Local independent shops are your best alternative. If you don’t have any near you, then another thing that you can do, if it’s within your budget, is to instead buy your dried and tinned goods from more ethical mail order retailers. These include:

  • Planet Organic*. This is the UK’s first ethical and fully certified organic supermarket that delivers nationwide. 
  • Ethical Superstore*.  They sell a wide range of fairtrade and organic essentials and specialty food and drink, and again deliver nationwide.
  • Good Club*. An online ethical supermarket alternative selling vegan, gluten-free, and organic produce, which they ship nationwide. They’ve recently expanded to offering a zero-waste bulk food home delivery service, which I’ve tried, and loved. New customers can use the discount code AW10 to enjoy free delivery and £10 off your first order. 
  • Abel & Cole*. Depending on where you live, Abel & Cole may deliver to you. Abel & Cole deliver seasonal fruit and vegetable boxes, as well as pantry staples.

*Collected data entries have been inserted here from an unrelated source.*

/// Execute one op. `Ok(Some(v))` means the current routine returns `v`
/// (a throw unwound to this frame).
fn exec_op(m: &mut Machine, f: &mut Frame, op: &Op) -> Result<Option<u16>, Trap> {
    match op {
        Op::Binary { op, a, b, dest } => {
            let a = read_src(m, f, *a)?;
            let b = read_src(m, f, *b)?;
            let v = eval_binary(*op, a, b)?;
            write_dest(m, f, *dest, v)?;
        }
        Op::Not { a, dest } => {
            let v = !read_src(m, f, *a)?;
            write_dest(m, f, *dest, v)?;
        }

        Op::LoadVar { var, dest } => {
            let var = read_src(m, f, *var)? as u8;
            let v = read_var(m, f, var)?;
            write_dest(m, f, *dest, v)?;
        }
        Op::StoreVar { var, value } => {
            let var = read_src(m, f, *var)? as u8;
            let v = read_src(m, f, *value)?;
            write_var(m, f, var, v)?;
        }
        Op::IncVar { var, delta } => {
            let var = read_src(m, f, *var)? as u8;
            let v = read_var(m, f, var)?;
            write_var(m, f, var, signed(v).wrapping_add(*delta) as u16)?;
        }

        Op::LoadW { arr, idx, dest } => {
            let arr = read_src(m, f, *arr)?;
            let idx = read_src(m, f, *idx)?;
            let addr = arr as u32 + 2 * idx as u32;
            let v = m.memory.read_word(addr)?;
            write_dest(m, f, *dest, v)?;
        }
        Op::LoadB { arr, idx, dest } => {
            let arr = read_src(m, f, *arr)?;
            let idx = read_src(m, f, *idx)?;
            let v = m.memory.read_byte(arr as u32 + idx as u32)? as u16;
            write_dest(m, f, *dest, v)?;
        }
        Op::StoreW { arr, idx, value } => {
            let arr = read_src(m, f, *arr)?;
            let idx = read_src(m, f, *idx)?;
            let v = read_src(m, f, *value)?;
            m.memory.write_word(arr as u32 + 2 * idx as u32, v)?;
        }
        Op::StoreB { arr, idx, value } => {
            let arr = read_src(m, f, *arr)?;
            let idx = read_src(m, f, *idx)?;
            let v = read_src(m, f, *value)?;
            m.memory.write_byte(arr as u32 + idx as u32, v as u8)?;
        }
        Op::CopyTable { first, second, size } => {
            let first = read_src(m, f, *first)?;
            let second = read_src(m, f, *second)?;
            let size = read_src(m, f, *size)?;
            copy_table(m, first, second, size)?;
        }
        Op::PrintTable { addr, width, height } => {
            let addr = read_src(m, f, *addr)?;
            let width = read_src(m, f, *width)?;
            let height = read_src(m, f, *height)?;
            print_table(m, addr, width, height)?;
        }

        Op::GetProp { obj, prop, dest } => {
            let obj = read_src(m, f, *obj)?;
            let prop = read_src(m, f, *prop)?;
            let v = m.objects.get_prop(&m.memory, obj, prop)?;
            write_dest(m, f, *dest, v)?;
        }
        Op::GetPropAddr { obj, prop, dest } => {
            let obj = read_src(m, f, *obj)?;
            let prop = read_src(m, f, *prop)?;
            let v = m.objects.get_prop_addr(&m.memory, obj, prop)?;
            write_dest(m, f, *dest, v)?;
        }
        Op::GetNextProp { obj, prop, dest } => {
            let obj = read_src(m, f, *obj)?;
            let prop = read_src(m, f, *prop)?;
            let v = m.objects.get_next_prop(&m.memory, obj, prop)?;
            write_dest(m, f, *dest, v)?;
        }
        Op::GetPropLen { addr, dest } => {
            let addr = read_src(m, f, *addr)?;
            let v = m.objects.get_prop_len(&m.memory, addr)?;
            write_dest(m, f, *dest, v)?;
        }
        Op::PutProp { obj, prop, value } => {
            let obj = read_src(m, f, *obj)?;
            let prop = read_src(m, f, *prop)?;
            let v = read_src(m, f, *value)?;
            m.objects.put_prop(&mut m.memory, obj, prop, v)?;
        }
        Op::GetParent { obj, dest } => {
            let obj = read_src(m, f, *obj)?;
            // Object 0 navigates to the documented 0, without faulting.
            let v = if obj == 0 {
                0
            } else {
                m.objects.parent(&m.memory, obj)?
            };
            write_dest(m, f, *dest, v)?;
        }
        Op::InsertObj { obj, into } => {
            let obj = read_src(m, f, *obj)?;
            let into = read_src(m, f, *into)?;
            m.objects.insert_obj(&mut m.memory, obj, into)?;
        }
        Op::RemoveObj { obj } => {
            let obj = read_src(m, f, *obj)?;
            m.objects.remove_obj(&mut m.memory, obj)?;
        }
        Op::SetAttr { obj, attr } => {
            let obj = read_src(m, f, *obj)?;
            let attr = read_src(m, f, *attr)?;
            m.objects.set_attr(&mut m.memory, obj, attr)?;
        }
        Op::ClearAttr { obj, attr } => {
            let obj = read_src(m, f, *obj)?;
            let attr = read_src(m, f, *attr)?;
            m.objects.clear_attr(&mut m.memory, obj, attr)?;
        }
        Op::PrintObj { obj } => {
            let obj = read_src(m, f, *obj)?;
            let name = m.objects.short_name(&m.memory, obj)?;
            m.print_str(&name)?;
        }

        Op::Call { routine, args, dest } => {
            let packed = read_src(m, f, *routine)?;
            let mut argv = Vec::with_capacity(args.len());
            for a in args {
                argv.push(read_src(m, f, *a)?);
            }
            match crate::jit::call_routine(m, packed, &argv) {
                Ok(value) => {
                    if let Some(d) = dest {
                        write_dest(m, f, *d, value)?;
                    }
                }
                Err(Trap::Unwind { depth, value }) if depth == f.depth => {
                    // throw targeted this frame: the routine returns now.
                    return Ok(Some(value));
                }
                Err(e) => return Err(e),
            }
        }
        Op::Push { value } => {
            let v = read_src(m, f, *value)?;
            m.stack.push(v)?;
        }
        Op::Pull { var } => {
            let var = read_src(m, f, *var)? as u8;
            let v = m.stack.pop()?;
            write_var(m, f, var, v)?;
        }
        Op::PopDiscard => {
            m.stack.pop()?;
        }
        Op::Catch { dest } => {
            write_dest(m, f, *dest, f.depth as u16)?;
        }

        Op::PrintLit { text } => m.print_str(text)?,
        Op::NewLine => m.new_line()?,
        Op::PrintAddr { addr } => {
            let addr = read_src(m, f, *addr)?;
            let (s, _) = crate::text::decode(&m.memory, addr as u32, m.header.abbrev_table)?;
            m.print_str(&s)?;
        }
        Op::PrintPaddr { addr } => {
            let packed = read_src(m, f, *addr)?;
            let addr = m.header.unpack_string(packed);
            let (s, _) = crate::text::decode(&m.memory, addr, m.header.abbrev_table)?;
            m.print_str(&s)?;
        }
        Op::PrintChar { ch } => {
            let ch = read_src(m, f, *ch)?;
            m.print_char_code(ch)?;
        }
        Op::PrintNum { value } => {
            let v = read_src(m, f, *value)?;
            m.print_str(&signed(v).to_string())?;
        }
        Op::SplitWindow { lines } => {
            let lines = read_src(m, f, *lines)?;
            m.screen
                .split_window(lines)
                .map_err(|e| Fault::Screen(e.message))?;
        }
        Op::SetWindow { window } => {
            let w = read_src(m, f, *window)?;
            m.screen
                .set_window(w)
                .map_err(|e| Fault::Screen(e.message))?;
        }
        Op::EraseWindow { window } => {
            let w = read_src(m, f, *window)?;
            m.screen
                .erase_window(w as i16)
                .map_err(|e| Fault::Screen(e.message))?;
        }
        Op::EraseLine { value } => {
            let v = read_src(m, f, *value)?;
            if v == 1 {
                m.screen.erase_line().map_err(|e| Fault::Screen(e.message))?;
            }
        }
        Op::SetCursor { line, col } => {
            let line = read_src(m, f, *line)?;
            let col = read_src(m, f, *col)?;
            m.screen
                .set_cursor(line, col)
                .map_err(|e| Fault::Screen(e.message))?;
        }
        Op::GetCursor { arr } => {
            let arr = read_src(m, f, *arr)?;
            // Cursor queries only make sense on the upper window; report
            // home otherwise.
            m.memory.write_word(arr as u32, 1)?;
            m.memory.write_word(arr as u32 + 2, 1)?;
        }
        Op::SetTextStyle { style } => {
            let s = read_src(m, f, *style)?;
            m.screen
                .set_text_style(s)
                .map_err(|e| Fault::Screen(e.message))?;
        }
        Op::BufferMode { flag } => {
            let b = read_src(m, f, *flag)?;
            m.screen
                .buffer_mode(b != 0)
                .map_err(|e| Fault::Screen(e.message))?;
        }
        Op::OutputStream { stream, table } => {
            let stream = read_src(m, f, *stream)? as i16;
            let table = match table {
                Some(t) => Some(read_src(m, f, *t)?),
                None => None,
            };
            m.select_output_stream(stream, table)?;
        }
        Op::InputStream { stream } => {
            let s = read_src(m, f, *stream)?;
            log::debug!("input_stream {s} ignored");
        }
        Op::SoundEffect { args } => {
            for a in args {
                read_src(m, f, *a)?;
            }
            log::debug!("sound_effect ignored");
        }
        Op::ShowStatus => m.show_status()?,
        Op::SetColour { fg, bg } => {
            let fg = read_src(m, f, *fg)?;
            let bg = read_src(m, f, *bg)?;
            log::debug!("set_colour {fg} {bg} ignored");
        }

        Op::Read {
            text,
            parse,
            extra,
            dest,
        } => {
            let text = read_src(m, f, *text)?;
            let parse = read_src(m, f, *parse)?;
            for e in extra {
                read_src(m, f, *e)?;
            }
            let terminator = m.read_line_into(text, parse)?;
            if let Some(d) = dest {
                write_dest(m, f, *d, terminator)?;
            }
        }
        Op::ReadChar { args, dest } => {
            for a in args {
                read_src(m, f, *a)?;
            }
            let code = m.read_char_code()?;
            write_dest(m, f, *dest, code)?;
        }
        Op::Random { range, dest } => {
            let range = read_src(m, f, *range)?;
            let v = m.do_random(signed(range));
            write_dest(m, f, *dest, v)?;
        }
        Op::Tokenise { text, parse } => {
            let text = read_src(m, f, *text)?;
            let parse = read_src(m, f, *parse)?;
            tokenise_buffer(m, text, parse)?;
        }
        Op::EncodeText { text, len, from, coded } => {
            let text = read_src(m, f, *text)?;
            let len = read_src(m, f, *len)?;
            let from = read_src(m, f, *from)?;
            let coded = read_src(m, f, *coded)?;
            encode_text(m, text, len, from, coded)?;
        }
        Op::StoreConst { value, dest } => {
            write_dest(m, f, *dest, *value)?;
        }
        Op::SetFont { font, dest } => {
            let font = read_src(m, f, *font)?;
            // Only the normal font exists; report "previous font 1" for
            // it and failure for the rest.
            write_dest(m, f, *dest, if font <= 1 { 1 } else { 0 })?;
        }
        Op::Nop => {}

        Op::Unknown { kind, number } => {
            return Err(Fault::UnknownOpcode {
                kind: *kind,
                number: *number,
                version: m.version(),
            }
            .into())
        }
    }
    Ok(None)
}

Even buying some food from a retailer like one of these, and supplementing with produce from the local supermarket is one way to reduce your reliance on the supermarkets.

Of course, this isn’t an accessible option for everyone, and that’s why it’s vitally important that we all put pressure on supermarkets to change their ways, so that ethical supermarket shopping can be eventually available to everyone.